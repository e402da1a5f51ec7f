use std::path::PathBuf;

use snafu::{Location, Snafu};

#[derive(Snafu, Debug)]
#[snafu(visibility(pub))]
pub enum Error {
    #[snafu(display("invalid modified cache entry {}: {}", path.display(), detail))]
    InvalidCache {
        path: PathBuf,
        detail: String,
        #[snafu(implicit)]
        location: Location,
    },

    #[snafu(display("couldn't create directory {}", path.display()))]
    CreateDir {
        path: PathBuf,
        source: std::io::Error,
        #[snafu(implicit)]
        location: Location,
    },

    #[snafu(display("couldn't open chunk file {}", path.display()))]
    OpenChunk {
        path: PathBuf,
        source: std::io::Error,
        #[snafu(implicit)]
        location: Location,
    },

    #[snafu(display("couldn't read chunk file {}", path.display()))]
    ReadChunk {
        path: PathBuf,
        source: std::io::Error,
        #[snafu(implicit)]
        location: Location,
    },

    #[snafu(display("couldn't write chunk file {}", path.display()))]
    WriteChunk {
        path: PathBuf,
        source: std::io::Error,
        #[snafu(implicit)]
        location: Location,
    },

    #[snafu(display("couldn't resize chunk file {}", path.display()))]
    ResizeChunk {
        path: PathBuf,
        source: std::io::Error,
        #[snafu(implicit)]
        location: Location,
    },

    #[snafu(display("couldn't remove chunk file {}", path.display()))]
    RemoveChunk {
        path: PathBuf,
        source: std::io::Error,
        #[snafu(implicit)]
        location: Location,
    },

    #[snafu(display("couldn't update uploaded marker {}", path.display()))]
    Marker {
        path: PathBuf,
        source: std::io::Error,
        #[snafu(implicit)]
        location: Location,
    },

    #[snafu(display("couldn't scan overlay directory {}", path.display()))]
    ScanCache {
        path: PathBuf,
        source: std::io::Error,
        #[snafu(implicit)]
        location: Location,
    },

    #[snafu(display("couldn't push chunk {} to the pool", chunk))]
    PoolUpload {
        chunk: u64,
        source: object_store::Error,
        #[snafu(implicit)]
        location: Location,
    },
}

impl Error {
    /// The on-disk overlay layout itself is damaged; mount must fail.
    pub fn is_invalid_cache(&self) -> bool {
        matches!(self, Error::InvalidCache { .. })
    }
}

pub type Result<T> = std::result::Result<T, Error>;
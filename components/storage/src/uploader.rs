// Copyright 2026 kagefs
//
// Licensed under the Apache License, Version 2.0 (the "License");
// you may not use this file except in compliance with the License.
// You may obtain a copy of the License at
//
//      http://www.apache.org/licenses/LICENSE-2.0
//
// Unless required by applicable law or agreed to in writing, software
// distributed under the License is distributed on an "AS IS" BASIS,
// WITHOUT WARRANTIES OR CONDITIONS OF ANY KIND, either express or implied.
// See the License for the specific language governing permissions and
// limitations under the License.

//! The background uploader.
//!
//! Sweeps the sharded layout for chunks whose uploaded marker is absent and
//! pushes them to the remote pool. The marker is persisted *before* the
//! bytes travel: a write racing in afterwards finds "already uploaded" and
//! pulls the marker back, so the worst case is a redundant re-upload, never
//! a silently missed update. Between sweeps the task idles until either the
//! interval elapses or the image is closed.

use std::{fs, sync::Arc, time::Duration};

use bytes::Bytes;
use kage_types::{
    chunk::{chunk_path, parse_decimal, parse_shard_entry, pool_object_key, ShardEntry},
    ChunkIndex,
};
use kage_utils::object_storage::ObjectStoragePath;
use snafu::ResultExt;
use tokio::{select, time::Instant};
use tokio_util::sync::CancellationToken;
use tracing::{debug, warn};

use crate::{
    err::{PoolUploadSnafu, ReadChunkSnafu, Result},
    image::{Image, ImageConfig},
};

pub const DEFAULT_UPLOAD_IDLE_INTERVAL: Duration = Duration::from_secs(5);

pub struct Uploader {
    img: Arc<Image>,
}

impl Uploader {
    pub fn new(img: Arc<Image>) -> Self {
        Self { img }
    }

    pub(crate) async fn run(self, cancel_token: CancellationToken) {
        debug!("uploader is started");
        loop {
            self.sweep().await;
            select! {
                _ = cancel_token.cancelled() => {
                    debug!("uploader is cancelled");
                    return;
                }
                _ = tokio::time::sleep(self.img.config().upload_idle_interval) => {}
            }
        }
    }

    /// One full pass over every shard. A chunk that fails to upload keeps no
    /// marker and is simply attempted again next sweep; per-chunk errors
    /// never end the loop.
    pub async fn sweep(&self) {
        let limiter = RateLimiter::new(self.img.config());
        for chunk in self.pending_chunks() {
            let started = Instant::now();
            match self.upload_chunk(chunk).await {
                Ok(bytes) => limiter.pace(bytes, started).await,
                Err(e) => warn!("upload of chunk {} failed, will retry: {}", chunk, e),
            }
        }
    }

    /// Chunks present on disk without an uploaded marker, in index order.
    /// The layout, not the bitmaps, is what gets walked: the files are the
    /// authoritative record.
    fn pending_chunks(&self) -> Vec<ChunkIndex> {
        let root = &self.img.config().storage_root;
        let mut shards: Vec<u64> = Vec::new();
        match fs::read_dir(root) {
            Ok(entries) => {
                for entry in entries.flatten() {
                    if let Some(shard) = entry.file_name().to_str().and_then(parse_decimal) {
                        shards.push(shard);
                    }
                }
            }
            Err(e) => {
                warn!("couldn't scan overlay root {}: {}", root.display(), e);
                return Vec::new();
            }
        }
        shards.sort_unstable();

        let mut pending = Vec::new();
        for shard in shards {
            let dir = root.join(shard.to_string());
            let entries = match fs::read_dir(&dir) {
                Ok(entries) => entries,
                Err(e) => {
                    warn!("couldn't scan shard {}: {}", dir.display(), e);
                    continue;
                }
            };
            let mut chunks = Vec::new();
            let mut flagged = std::collections::HashSet::new();
            for entry in entries.flatten() {
                match entry.file_name().to_str().and_then(parse_shard_entry) {
                    Some(ShardEntry::Chunk(chunk)) => chunks.push(chunk),
                    Some(ShardEntry::UploadedMarker(chunk)) => {
                        flagged.insert(chunk);
                    }
                    None => {}
                }
            }
            chunks.sort_unstable();
            pending.extend(chunks.into_iter().filter(|c| !flagged.contains(c)));
        }
        pending
    }

    /// Flag, read, and push one chunk. Returns the number of bytes moved,
    /// zero when there was nothing to do.
    async fn upload_chunk(&self, chunk: ChunkIndex) -> Result<u64> {
        if !self.img.begin_upload(chunk)? {
            return Ok(0);
        }
        match self.transfer(chunk).await {
            Ok(bytes) => Ok(bytes),
            Err(e) => {
                self.img.abort_upload(chunk);
                Err(e)
            }
        }
    }

    async fn transfer(&self, chunk: ChunkIndex) -> Result<u64> {
        let path = chunk_path(&self.img.config().storage_root, chunk);
        let data = fs::read(&path).context(ReadChunkSnafu { path })?;
        let bytes = data.len() as u64;
        let key = ObjectStoragePath::from(pool_object_key(chunk));
        self.img
            .pool()
            .put(&key, Bytes::from(data))
            .await
            .context(PoolUploadSnafu { chunk })?;
        if self.img.finish_upload(chunk) {
            debug!("uploaded chunk {} ({} bytes)", chunk, bytes);
        } else {
            debug!("chunk {} was rewritten mid-upload, leaving it pending", chunk);
        }
        Ok(bytes)
    }
}

/// Paces uploads toward a target byte rate on the monotonic clock. Checkin
/// mode and a zero rate both disable throttling.
struct RateLimiter {
    rate: u64,
}

impl RateLimiter {
    fn new(config: &ImageConfig) -> Self {
        let rate = if config.checkin {
            0
        } else {
            config.upload_rate.as_bytes()
        };
        Self { rate }
    }

    /// Sleep needed after moving `bytes` in `elapsed` so the effective rate
    /// approaches the target.
    fn delay_for(&self, bytes: u64, elapsed: Duration) -> Duration {
        if self.rate == 0 || bytes == 0 {
            return Duration::ZERO;
        }
        Duration::from_secs_f64(bytes as f64 / self.rate as f64).saturating_sub(elapsed)
    }

    async fn pace(&self, bytes: u64, started: Instant) {
        let delay = self.delay_for(bytes, started.elapsed());
        if !delay.is_zero() {
            tokio::time::sleep(delay).await;
        }
    }
}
# # #
→ Work request:
Within the material above, transcribe exactly the lines that run from the line holding "in index order." through the line holding "scan overlay root".

→ Expected answer:
    /// Chunks present on disk without an uploaded marker, in index order.
    /// The layout, not the bitmaps, is what gets walked: the files are the
    /// authoritative record.
    fn pending_chunks(&self) -> Vec<ChunkIndex> {
        let root = &self.img.config().storage_root;
        let mut shards: Vec<u64> = Vec::new();
        match fs::read_dir(root) {
            Ok(entries) => {
                for entry in entries.flatten() {
                    if let Some(shard) = entry.file_name().to_str().and_then(parse_decimal) {
                        shards.push(shard);
                    }
                }
            }
            Err(e) => {
                warn!("couldn't scan overlay root {}: {}", root.display(), e);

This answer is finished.